PROBLEM STATEMENT
If a line of the material holds the string "Deserialize", please copy it.

[Start of Attachment]

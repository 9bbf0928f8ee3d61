//! Chronos: time awareness for signal sequences.
//!
//! Two independent pieces: an exponential recency decay applied to each
//! signal's embedding, and the fixed sinusoidal positional encoding added on
//! top so attention can tell sequence slots apart.

use serde::{Deserialize, Serialize};

use crate::constants::{DEFAULT_HALF_LIFE_HOURS, PE_BASE};
use crate::error::{CoreError, Result};
use crate::matrix::Matrix;

#[derive(Clone, Copy, Debug, PartialEq, Serialize, Deserialize)]
pub struct Chronos {
    /// Decay rate λ per hour. Zero disables decay.
    pub decay_lambda: f64,
}

impl Default for Chronos {
    fn default() -> Self {
        Self {
            decay_lambda: std::f64::consts::LN_2 / DEFAULT_HALF_LIFE_HOURS,
        }
    }
}

impl Chronos {
    pub fn new(decay_lambda: f64) -> Result<Self> {
        if !decay_lambda.is_finite() || decay_lambda < 0.0 {
            return Err(CoreError::InvalidConfig(format!(
                "decay_lambda must be finite and >= 0, got {decay_lambda}"
            )));
        }
        Ok(Self { decay_lambda })
    }

    /// λ = ln 2 / half-life, so a signal's weight halves every `half_life_hours`.
    pub fn from_half_life(half_life_hours: f64) -> Result<Self> {
        if !half_life_hours.is_finite() || half_life_hours <= 0.0 {
            return Err(CoreError::InvalidConfig(format!(
                "half_life_hours must be > 0, got {half_life_hours}"
            )));
        }
        Self::new(std::f64::consts::LN_2 / half_life_hours)
    }

    /// `exp(-λ·age)`. Negative ages (future timestamps) count as 0.
    pub fn decay_weight(&self, age_hours: f64) -> f64 {
        let age = if age_hours.is_nan() { 0.0 } else { age_hours.max(0.0) };
        (-self.decay_lambda * age).exp()
    }

    /// Stack `w(age_i) · e_i + PE[i]` into an `(L, d_model)` matrix.
    pub fn encode(&self, sequence: &[(Vec<f64>, f64)]) -> Result<Matrix> {
        let d_model = sequence.first().map_or(0, |(v, _)| v.len());
        let pe = positional_encoding(sequence.len(), d_model);
        let mut out = Matrix::zeros(sequence.len(), d_model);
        for (pos, (vector, age)) in sequence.iter().enumerate() {
            if vector.len() != d_model {
                return Err(CoreError::shape(
                    "Chronos::encode",
                    format!("{d_model} features"),
                    format!("{} at position {pos}", vector.len()),
                ));
            }
            let w = self.decay_weight(*age);
            for ((dst, &x), &p) in out.row_mut(pos).iter_mut().zip(vector).zip(pe.row(pos)) {
                *dst = w * x + p;
            }
        }
        Ok(out)
    }
}

/// Sinusoidal positional encoding of shape `(len, d_model)`.
///
/// Column `j` uses frequency `1 / 10000^(2⌊j/2⌋ / d_model)`; even columns
/// take `sin`, odd columns `cos`.
pub fn positional_encoding(len: usize, d_model: usize) -> Matrix {
    let mut pe = Matrix::zeros(len, d_model);
    for pos in 0..len {
        for j in 0..d_model {
            let i = j / 2;
            let angle = pos as f64 / PE_BASE.powf(2.0 * i as f64 / d_model as f64);
            pe.set(pos, j, if j % 2 == 0 { angle.sin() } else { angle.cos() });
        }
    }
    pe
}

#[cfg(test)]
mod tests {
    use super::*;
    use approx::assert_relative_eq;
    use proptest::prelude::*;

    #[test]
    fn test_decay_at_zero_is_one() {
        assert_eq!(Chronos::default().decay_weight(0.0), 1.0);
    }

    #[test]
    fn test_half_life() {
        let c = Chronos::from_half_life(72.0).unwrap();
        assert_relative_eq!(c.decay_weight(72.0), 0.5, epsilon = 1e-12);
        assert_relative_eq!(c.decay_weight(144.0), 0.25, epsilon = 1e-12);
    }

    #[test]
    fn test_future_age_clamped() {
        let c = Chronos::default();
        assert_eq!(c.decay_weight(-10.0), 1.0);
    }

    #[test]
    fn test_zero_lambda_is_flat() {
        let c = Chronos::new(0.0).unwrap();
        assert_eq!(c.decay_weight(1000.0), 1.0);
    }

    #[test]
    fn test_rejects_negative_lambda() {
        assert!(Chronos::new(-0.1).is_err());
        assert!(Chronos::new(f64::NAN).is_err());
        assert!(Chronos::from_half_life(0.0).is_err());
    }

    #[test]
    fn test_pe_columns_follow_formula() {
        let d = 6;
        let pe = positional_encoding(5, d);
        for pos in 0..5 {
            for j in 0..d {
                let freq = 1.0 / 10000f64.powf((2 * (j / 2)) as f64 / d as f64);
                let expected = if j % 2 == 0 {
                    (pos as f64 * freq).sin()
                } else {
                    (pos as f64 * freq).cos()
                };
                assert_relative_eq!(pe.get(pos, j), expected, epsilon = 1e-12);
            }
        }
        // Position 0: sin(0) = 0, cos(0) = 1
        assert_eq!(pe.row(0), &[0.0, 1.0, 0.0, 1.0, 0.0, 1.0]);
    }

    #[test]
    fn test_pe_odd_width() {
        let pe = positional_encoding(3, 5);
        assert_eq!(pe.shape(), (3, 5));
        assert_relative_eq!(pe.get(1, 4), (1.0 / 10000f64.powf(4.0 / 5.0)).sin(), epsilon = 1e-12);
    }

    #[test]
    fn test_encode_adds_pe_to_decayed_vectors() {
        let c = Chronos::from_half_life(10.0).unwrap();
        let seq = vec![(vec![2.0, 2.0], 0.0), (vec![2.0, 2.0], 10.0)];
        let out = c.encode(&seq).unwrap();
        let pe = positional_encoding(2, 2);
        assert_relative_eq!(out.get(0, 0), 2.0 + pe.get(0, 0));
        assert_relative_eq!(out.get(1, 1), 1.0 + pe.get(1, 1), epsilon = 1e-12);
    }

    #[test]
    fn test_encode_ragged_fails() {
        let seq = vec![(vec![1.0, 2.0], 0.0), (vec![1.0], 0.0)];
        assert!(Chronos::default().encode(&seq).is_err());
    }

    proptest! {
        #[test]
        fn prop_decay_monotone(a in 0.0f64..10_000.0, b in 0.0f64..10_000.0, lambda in 0.0001f64..1.0) {
            let c = Chronos::new(lambda).unwrap();
            let (lo, hi) = if a < b { (a, b) } else { (b, a) };
            prop_assert!(c.decay_weight(lo) >= c.decay_weight(hi));
            if (hi - lo) * lambda > 1e-9 && c.decay_weight(hi) > 1e-300 {
                prop_assert!(c.decay_weight(lo) > c.decay_weight(hi));
            }
        }
    }
}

[End of Attachment]

RESPONSE TO THIS TASK
use serde::{Deserialize, Serialize};
#[derive(Clone, Copy, Debug, PartialEq, Serialize, Deserialize)]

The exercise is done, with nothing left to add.